The reasoning here is driven in large part by a review of the Restatement of Judgments, comments, and interpreting case law, concluding that if a court finds that a party has no enforceable claim for failure to satisfy a precondition to suit, that finding does not bar a subsequent lawsuit.
Acceleration
Simply filing a judicial foreclosure lawsuit does not and cannot accelerate a mortgage loan, particularly where a defect in the notice of right to cure precludes a lender's right to accelerate.
Acceleration of the promissory note is a contractual remedy once the lender proves the loan terms, the borrower's breach, and the borrower's failure to cure following valid and enforceable notice. In other words, acceleration occurs not when the suit is filed but is instead a remedy once the foreclosure is adjudicated.
On the other hand, if a lender fails to prove a valid and enforceable notice of right to cure, the lender fails to prove an acceleration or breach of the mortgage loan so that dismissal of suit returns the parties to the positions they occupied before the lawsuit was filed.
Stare Decisis
The court recognized that their decision overrules Pushard and their most recent analysis of judicial foreclosure proceedings. Ultimately, there is substantial justification to revise the recent Maine foreclosure law. The court explained the premise of their decision in Pushard—"that filing a foreclosure complaint automatically accelerates the balance due on the note regardless of whether the lender has the statutory and contractual right to accelerate—" is contrary to Section 6111 and Maine's longstanding rule that whether claim preclusion applies does not turn solely on the contents of a complaint.
Another consideration was that "no other jurisdiction follows the rule established in Pushard that claim preclusion bars a second foreclosure attempt after a first mortgage foreclosure attempt has failed due to a defective notice of default."
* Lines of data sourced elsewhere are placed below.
//! Gemini `generateContent` wire types

use base64::Engine;
use base64::engine::general_purpose::STANDARD;
use serde::{Deserialize, Serialize};

/// A turn in the conversation sent to Gemini
#[derive(Debug, Clone, PartialEq, Serialize, Deserialize)]
pub struct Content {
    #[serde(default, skip_serializing_if = "Option::is_none")]
    pub role: Option<String>,
    #[serde(default)]
    pub parts: Vec<Part>,
}

impl Content {
    /// Create a user turn from parts
    pub fn user(parts: Vec<Part>) -> Self {
        Self {
            role: Some("user".to_string()),
            parts,
        }
    }
}

/// One piece of a content turn
#[derive(Debug, Clone, PartialEq, Serialize, Deserialize)]
#[serde(untagged)]
pub enum Part {
    Text {
        text: String,
    },
    InlineData {
        #[serde(rename = "inlineData")]
        inline_data: Blob,
    },
}

impl Part {
    /// Create a text part
    pub fn text(text: impl Into<String>) -> Self {
        Self::Text { text: text.into() }
    }

    /// Create an inline media part from raw bytes (encodes to base64)
    pub fn inline_bytes(mime_type: impl Into<String>, bytes: &[u8]) -> Self {
        Self::InlineData {
            inline_data: Blob {
                mime_type: mime_type.into(),
                data: STANDARD.encode(bytes),
            },
        }
    }

    /// Text of this part, if any
    pub fn as_text(&self) -> Option<&str> {
        match self {
            Self::Text { text } => Some(text),
            Self::InlineData { .. } => None,
        }
    }

    pub fn is_inline_data(&self) -> bool {
        matches!(self, Self::InlineData { .. })
    }
}

/// Base64 encoded media
#[derive(Debug, Clone, PartialEq, Serialize, Deserialize)]
#[serde(rename_all = "camelCase")]
pub struct Blob {
    pub mime_type: String,
    pub data: String,
}

impl Blob {
    /// Approximate decoded size in bytes
    pub fn approximate_size(&self) -> usize {
        (self.data.len() * 3) / 4
    }
}

/// Sampling settings
#[derive(Debug, Clone, Default, PartialEq, Serialize, Deserialize)]
#[serde(rename_all = "camelCase")]
pub struct GenerationConfig {
    #[serde(skip_serializing_if = "Option::is_none")]
    pub temperature: Option<f32>,
    #[serde(skip_serializing_if = "Option::is_none")]
    pub max_output_tokens: Option<u32>,
    #[serde(skip_serializing_if = "Option::is_none")]
    pub response_mime_type: Option<String>,
}

/// `models/{model}:generateContent` request body
#[derive(Debug, Clone, Serialize, Deserialize)]
#[serde(rename_all = "camelCase")]
pub struct GenerateContentRequest {
    pub contents: Vec<Content>,
    #[serde(skip_serializing_if = "Option::is_none")]
    pub generation_config: Option<GenerationConfig>,
}

impl GenerateContentRequest {
    /// Single user turn made of `parts`
    pub fn from_parts(parts: Vec<Part>) -> Self {
        Self {
            contents: vec![Content::user(parts)],
            generation_config: None,
        }
    }

    pub fn with_generation_config(mut self, config: GenerationConfig) -> Self {
        self.generation_config = Some(config);
        self
    }
}

/// `generateContent` response body
#[derive(Debug, Clone, Default, Serialize, Deserialize)]
#[serde(rename_all = "camelCase")]
pub struct GenerateContentResponse {
    #[serde(default)]
    pub candidates: Vec<Candidate>,
    pub usage_metadata: Option<UsageMetadata>,
}

impl GenerateContentResponse {
    /// Concatenated text of the first candidate, `None` when it has no text
    pub fn text(&self) -> Option<String> {
        let candidate = self.candidates.first()?;
        let content = candidate.content.as_ref()?;
        let texts: Vec<&str> = content.parts.iter().filter_map(Part::as_text).collect();

        if texts.is_empty() {
            None
        } else {
            Some(texts.join(""))
        }
    }
}

#[derive(Debug, Clone, Serialize, Deserialize)]
#[serde(rename_all = "camelCase")]
pub struct Candidate {
    pub content: Option<Content>,
    pub finish_reason: Option<String>,
}

/// Token accounting
#[derive(Debug, Clone, Default, Serialize, Deserialize)]
#[serde(rename_all = "camelCase")]
pub struct UsageMetadata {
    #[serde(default)]
    pub prompt_token_count: u64,
    #[serde(default)]
    pub candidates_token_count: u64,
    #[serde(default)]
    pub total_token_count: u64,
}

#[cfg(test)]
mod tests {
    use super::*;

    #[test]
    fn test_inline_part_serializes_camel_case() {
        let part = Part::inline_bytes("image/jpeg", b"abc");
        let json = serde_json::to_value(&part).unwrap();
        assert_eq!(json["inlineData"]["mimeType"], "image/jpeg");
        assert_eq!(json["inlineData"]["data"], "YWJj");
    }

    #[test]
    fn test_request_shape() {
        let request = GenerateContentRequest::from_parts(vec![Part::text("hello")])
            .with_generation_config(GenerationConfig {
                temperature: Some(0.4),
                ..Default::default()
            });
        let json = serde_json::to_value(&request).unwrap();

        assert_eq!(json["contents"][0]["role"], "user");
        assert_eq!(json["contents"][0]["parts"][0]["text"], "hello");
        assert!(json["generationConfig"]["temperature"].as_f64().is_some());
        assert!(json.get("systemInstruction").is_none());
    }

    #[test]
    fn test_response_text_joins_parts() {
        let body = r#"{
            "candidates": [{
                "content": {"role": "model", "parts": [{"text": "Hello, "}, {"text": "world"}]},
                "finishReason": "STOP"
            }],
            "usageMetadata": {"promptTokenCount": 10, "candidatesTokenCount": 3, "totalTokenCount": 13}
        }"#;
        let response: GenerateContentResponse = serde_json::from_str(body).unwrap();
        assert_eq!(response.text().as_deref(), Some("Hello, world"));
        assert_eq!(response.usage_metadata.unwrap().total_token_count, 13);
    }

    #[test]
    fn test_response_without_candidates() {
        let response: GenerateContentResponse = serde_json::from_str("{}").unwrap();
        assert!(response.text().is_none());
    }

    #[test]
    fn test_blob_approximate_size() {
        let part = Part::inline_bytes("audio/ogg", &[0u8; 300]);
        match part {
            Part::InlineData { inline_data } => assert_eq!(inline_data.approximate_size(), 300),
            Part::Text { .. } => panic!("expected inline data"),
        }
    }
}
Finally, the court was unwilling to continue a precedent of awarding a free house to any borrower in default because the mortgage lender issued just one defective notice.
What's Next?
There may be more to come from the Maine Supreme Judicial Court because whether a trial court's dismissal of a judicial foreclosure suit as a sanction for a mortgage lender's failure to mediate in good faith precludes any subsequent lawsuit remains an open question.
That holding in Federal National Mortgage Association v. Deschaine relied on the same theory and analysis from Pushard, which the court has not reconsidered and reversed.